We at Decrypt also see major potential in DAOs to fix broken digital media models, which is why we co-created PubDAO.
Read more from Decrypt about Mirror.
Who: NFT artists and collectors
What: Fans of the digital artist pplpleasr
Why: Decentralized art appreciation!
It’s been a hell of a first year for PleasrDAO, a decentralized group of NFT artists and collectors who have been pooling funds to acquire culturally relevant digital art.
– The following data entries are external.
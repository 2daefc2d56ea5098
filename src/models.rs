// src/models.rs

use chrono::{DateTime, Utc};
use serde::{Deserialize, Serialize};
use uuid::Uuid;

/// Attribution of a single chat turn.
#[derive(Clone, Copy, Debug, PartialEq, Eq, Serialize, Deserialize)]
#[serde(rename_all = "lowercase")]
pub enum Role {
    User,
    Model,
}

impl Role {
    /// Wire name used by the generateContent API.
    pub fn as_str(&self) -> &'static str {
        match self {
            Role::User => "user",
            Role::Model => "model",
        }
    }
}

/// One utterance within a session. Immutable once created.
#[derive(Clone, Debug, Serialize, Deserialize)]
pub struct Message {
    pub id: String,
    pub role: Role,
    pub content: String,
    #[serde(with = "chrono::serde::ts_seconds")]
    pub timestamp: DateTime<Utc>,
}

impl Message {
    pub fn new(role: Role, content: impl Into<String>) -> Self {
        Message {
            id: Uuid::new_v4().to_string(),
            role,
            content: content.into(),
            timestamp: Utc::now(),
        }
    }
}

/// A titled, ordered conversation thread.
#[derive(Clone, Debug, Serialize, Deserialize)]
pub struct ChatSession {
    pub id: String,
    pub title: String,
    pub preview: String,
    #[serde(with = "chrono::serde::ts_seconds")]
    pub updated_at: DateTime<Utc>,
    pub messages: Vec<Message>,
}

/// Named response styles. Each maps to a fixed instruction fragment folded
/// into the system instruction for the next generation.
#[derive(Clone, Copy, Debug, PartialEq, Eq, Serialize, Deserialize)]
pub enum Personality {
    Lawyer,
    Judge,
    Researcher,
    Student,
    Professional,
    Short,
    Detailed,
}

impl Personality {
    pub const ALL: [Personality; 7] = [
        Personality::Lawyer,
        Personality::Judge,
        Personality::Researcher,
        Personality::Student,
        Personality::Professional,
        Personality::Short,
        Personality::Detailed,
    ];

    pub fn label(&self) -> &'static str {
        match self {
            Personality::Lawyer => "Lawyer",
            Personality::Judge => "Judge",
            Personality::Researcher => "Legal Researcher",
            Personality::Student => "Law Student",
            Personality::Professional => "Professional",
            Personality::Short => "Short Answer Mode",
            Personality::Detailed => "Detailed Answer Mode",
        }
    }

    pub fn instruction(&self) -> &'static str {
        match self {
            Personality::Lawyer => {
                "Act as a defense or prosecution lawyer. Focus on arguments, loopholes, precedents, and strategy."
            }
            Personality::Judge => {
                "Act as a Judge. Be neutral, weigh evidence, cite sentencing guidelines, and deliver a balanced verdict or opinion."
            }
            Personality::Researcher => {
                "Act as a Legal Researcher. Focus on deep citations, historical context, cross-jurisdictional comparisons, and academic precision."
            }
            Personality::Student => {
                "Act as a top-tier Law Student. Explain concepts clearly, break down complex legalese into learnable parts."
            }
            Personality::Professional => {
                "Act as a Corporate Legal Consultant. Focus on compliance, risk mitigation, and business impact."
            }
            Personality::Short => {
                "Provide concise, direct answers. Bullet points preferred. No fluff."
            }
            Personality::Detailed => {
                "Provide exhaustive detail. Include all possible interpretations, exceptions, and procedural steps."
            }
        }
    }

    pub fn next(&self) -> Personality {
        let idx = Personality::ALL.iter().position(|p| p == self).unwrap_or(0);
        Personality::ALL[(idx + 1) % Personality::ALL.len()]
    }
}

/// Response-language hint applied to every generation.
#[derive(Clone, Copy, Debug, PartialEq, Eq, Serialize, Deserialize)]
pub enum Language {
    English,
    Bangla,
}

impl Language {
    pub fn label(&self) -> &'static str {
        match self {
            Language::English => "English",
            Language::Bangla => "Bangla",
        }
    }

    pub fn hint(&self) -> &'static str {
        match self {
            Language::English => "Output primarily in English unless requested otherwise.",
            Language::Bangla => "Output primarily in Bangla unless requested otherwise.",
        }
    }

    pub fn toggle(&self) -> Language {
        match self {
            Language::English => Language::Bangla,
            Language::Bangla => Language::English,
        }
    }
}

/// Details of each generation API call, for diagnostics only.
#[derive(Debug, Serialize, Deserialize)]
pub struct ApiCallLog {
    pub timestamp: DateTime<Utc>,
    pub endpoint: String,
    pub request_summary: String,
    pub response_status: u16,
    pub response_time_ms: u128,
}

#[cfg(test)]
mod tests {
    use super::*;

    #[test]
    fn test_role_wire_names() {
        assert_eq!(Role::User.as_str(), "user");
        assert_eq!(Role::Model.as_str(), "model");
    }

    #[test]
    fn test_personality_cycle_covers_all_modes() {
        let mut seen = vec![Personality::Lawyer];
        let mut current = Personality::Lawyer;
        for _ in 0..Personality::ALL.len() - 1 {
            current = current.next();
            seen.push(current);
        }
        assert_eq!(seen, Personality::ALL.to_vec());
        assert_eq!(current.next(), Personality::Lawyer);
    }

    #[test]
    fn test_language_toggle() {
        assert_eq!(Language::English.toggle(), Language::Bangla);
        assert_eq!(Language::Bangla.toggle(), Language::English);
    }
}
The DAO first formed in March to purchase an NFT of an animated Uniswap ad by the artist Pplpeasr for $525,000, and quickly branched beyond just Pplpleasr art. The collective paid $5.5 million for an NFT sold by Edward Snowden, which at the time was the fourth-highest-selling NFT ever, and placed the winning $4 million bid for the sole copy of “Once Upon a Time in Shaolin,” the Wu-Tang Clan album once famously owned by “pharma bro” Martin Shkreli.
“The primary objective of blockchain technology and cryptocurrencies is to enable one-to-one transfer of ownership and the creation of value without middlemen and centralized rent-seeking institutions,” Jamis Johnson, the DAO’s “chief pleasing officer,” wrote in a blog post about the album. “What better symbol to represent this fight than an album created to stand up against these establishment juggernauts?”
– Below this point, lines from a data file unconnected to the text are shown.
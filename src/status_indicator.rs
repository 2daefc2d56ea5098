use ratatui::{
    layout::Rect,
    style::{Color, Style},
    text::{Line, Span},
    widgets::Paragraph,
    Frame,
};

const SPINNER_FRAMES: [&str; 4] = ["◐", "◓", "◑", "◒"];

/// One-line status strip under the message pane: a spinner while a response
/// is being generated, plus an optional status text.
#[derive(Debug)]
pub struct StatusIndicator {
    thinking: bool,
    status_text: String,
    spinner_idx: usize,
}

impl StatusIndicator {
    pub fn new() -> Self {
        Self {
            thinking: false,
            status_text: String::new(),
            spinner_idx: 0,
        }
    }

    pub fn set_thinking(&mut self, thinking: bool) {
        self.thinking = thinking;
    }

    pub fn set_status(&mut self, status: impl Into<String>) {
        self.status_text = status.into();
    }

    pub fn clear_status(&mut self) {
        self.status_text.clear();
    }

    pub fn update_spinner(&mut self) {
        if self.thinking {
            self.spinner_idx = self.spinner_idx.wrapping_add(1);
        }
    }

    pub fn render(&self, frame: &mut Frame, area: Rect) {
        let spinner = if self.thinking {
            SPINNER_FRAMES[self.spinner_idx % SPINNER_FRAMES.len()]
        } else {
            " "
        };

        let text = if !self.status_text.is_empty() {
            self.status_text.as_str()
        } else if self.thinking {
            "Generating response..."
        } else {
            ""
        };

        let color = if self.thinking {
            Color::Yellow
        } else {
            Color::DarkGray
        };

        let line = Line::from(vec![
            Span::styled(spinner, Style::default().fg(Color::Gray)),
            Span::raw(" "),
            Span::styled(text, Style::default().fg(color)),
        ]);
        frame.render_widget(Paragraph::new(line), area);
    }
}

impl Default for StatusIndicator {
    fn default() -> Self {
        Self::new()
    }
}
PleasrDAO also paid $4 million for the Shiba Inu image that launched millions of memes and meme coins, and acquired the Ross Ulbricht Genesis Collection for $6.3 million.
Read more from Decrypt about PleasrDAO.
Who: Freelance builders and designers
What: A Web3 marketing and design agency for hire
Why: Profits fund the development of Web3 open source tools
After launching in 2020 with backing from DAOhaus, MolochDAO, and MetaCartel, RaidGuild has accumulated 130 members and $6.2 million in its vault for “slaying Web3 product demons.”
If you’re not a Dungeons and Dragons type, don’t let the epic tone of this decentralized design-and-marketing agency’s website put you off. And if you are a D&D fan: Rejoice! Members are fully committed to the theme.
The group offers consultation, design, full stack development, and marketing services. Among the projects in their portfolio are WrapETH, to wrap Ether or xDAI with an ERC-20 token for trading, and Smart Invoice (currently in beta), which allows the payer and payee to lock money in a contract and release it once the terms of a contract have been satisfied.
Read more from Decrypt about RaidGuild.
Who: Uniswap users
What: Community-controlled DeFi utility
Why: Improve DeFi governance
Since launching its governance token in September 2020, the industry’s most popular decentralized exchange has become a very influential DAO.
Consider, for instance, that when Uniswap voted to reduce trading fees for some stablecoin swaps, volume soared. Much of this volume likely came from users flocking to Uniswap from other DeFi projects. In other words, when Uniswap speaks, DeFi money listens.
The Uniswap DAO also made headlines as a battleground for the crypto community. In May, a proposal emerged that sought to use up to $40 million in the project’s treasury to establish a “political defense” for the broader DeFi sector. The initiative faced heavy criticism as it became clear that the group in favor of unlocking those funds were also delegates from mega-influential investment firm Andreessen Horowitz (a16z).
Though the proposal passed eventually (under a smaller budget), the pushback resulted in a16z open-sourcing how it delegates its mountain of governance tokens to different entities.